Below are entries; output exactly the lines from the one with "then presents it." to the one with "let results = unsafe", both included, and nothing else.

● ● ●

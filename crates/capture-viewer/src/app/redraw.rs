use ash::vk;
use frame_capture::{CaptureError, VkError};
use tracing::error;

use super::ActiveApp;

impl ActiveApp {
    /// Renders a frame, services pending captures against it, then presents it.
    pub fn redraw(&mut self) -> Result<(), VkError> {
        let size = self.window.inner_size();
        if size.width == 0 || size.height == 0 {
            return Ok(());
        }

        let Some(frame) = (unsafe { self.renderer.render() }?) else {
            return Ok(());
        };

        if self.requests.any_requested() {
            let results = unsafe {
                self.capture.service(
                    self.vulkan.as_ref(),
                    &mut self.requests,
                    &frame.source,
                    &mut self.sink,
                )
            };

            // Failures were logged, only a lost device stops the render loop.
            for (target, result) in results {
                match result {
                    Err(CaptureError::Vulkan(e)) if e.result == vk::Result::ERROR_DEVICE_LOST => {
                        error!("The device was lost during a {target} capture");
                        return Err(e);
                    }
                    _ => {}
                }
            }
        }

        unsafe { self.renderer.present(frame) }?;

        self.window.request_redraw();

        Ok(())
    }
}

● ● ●

» **Task output**
    /// Renders a frame, services pending captures against it, then presents it.
    pub fn redraw(&mut self) -> Result<(), VkError> {
        let size = self.window.inner_size();
        if size.width == 0 || size.height == 0 {
            return Ok(());
        }

        let Some(frame) = (unsafe { self.renderer.render() }?) else {
            return Ok(());
        };

        if self.requests.any_requested() {
            let results = unsafe {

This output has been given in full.